Do we have to give up any of our freedom or privacy to maintain a reasonable degree of safety?
I don’t mind being inconvenienced. I do mind if you step on my privacy toes. I heard this from good, decent Americans many times during the Patriot Act debates: “I don’t care if you’re listening in to my conversations, I’m not doing anything wrong.” My hopefully respectful response was, “Yeah, you do care. Nobody has a right to listen in to your conversations unless they have probable cause to do so.” I felt that way then, I feel that way now. I would draw a line in the sand and not erase it.
Do you think the threat of terrorism is receding or expanding?
I think the threat of terrorism has grown.

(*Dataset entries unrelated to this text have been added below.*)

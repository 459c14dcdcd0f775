pub mod aggregation;
pub mod config;
pub mod engine;
pub mod logging;
pub mod signal;
pub mod technical_analysis;
pub mod volume_profile;
pub mod websocket;
/// Absorption signal lifecycle
///
/// Combines the bucket profile, the rolling baseline and the pivot pools into
/// candidate, confirmation and cancellation decisions.
pub mod state_machine;
pub mod structs;

pub use state_machine::SignalStateMachine;
pub use structs::{
    AbsorptionSignal, CancelReason, ConfirmationOutcome, PendingCandidate, SignalConfig,
    SignalDirection, SignalState,
};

I think that and cybersecurity are two permanent conditions that the broader world community is going to have to deal with forever more.
We can’t be breathless about this. We can’t be so concerned about the prospects [of more attacks], as horrible as they are, [that we become] preoccupied with eliminating all possibility that those ever happen again and just kind of surrender how we live, what we do. The security measures we build into our communities [can] begin to become a gradual infringement of that right of privacy.
It’s about managing the risk, and risk management is not a mindset that is acceptable to a lot of people, even though day in and day out in their own lives they manage a lot of risks. They put an addition on the house, they don’t increase their insurance. They go down to the store, but it’s only a mile away so they don’t bother putting on their seat belt. We just have to accept the reality that the terrorism threat is a global scourge. We’ll deal with it. You get to the point where you start infringing on my rights, and that’s when the returns start to diminish. That’s when we have to say: OK, the risk is there, enough is enough.
You were on the short list for vice president.
Yeah, a couple of times. I’ve been a bridesmaid! [Laughs.]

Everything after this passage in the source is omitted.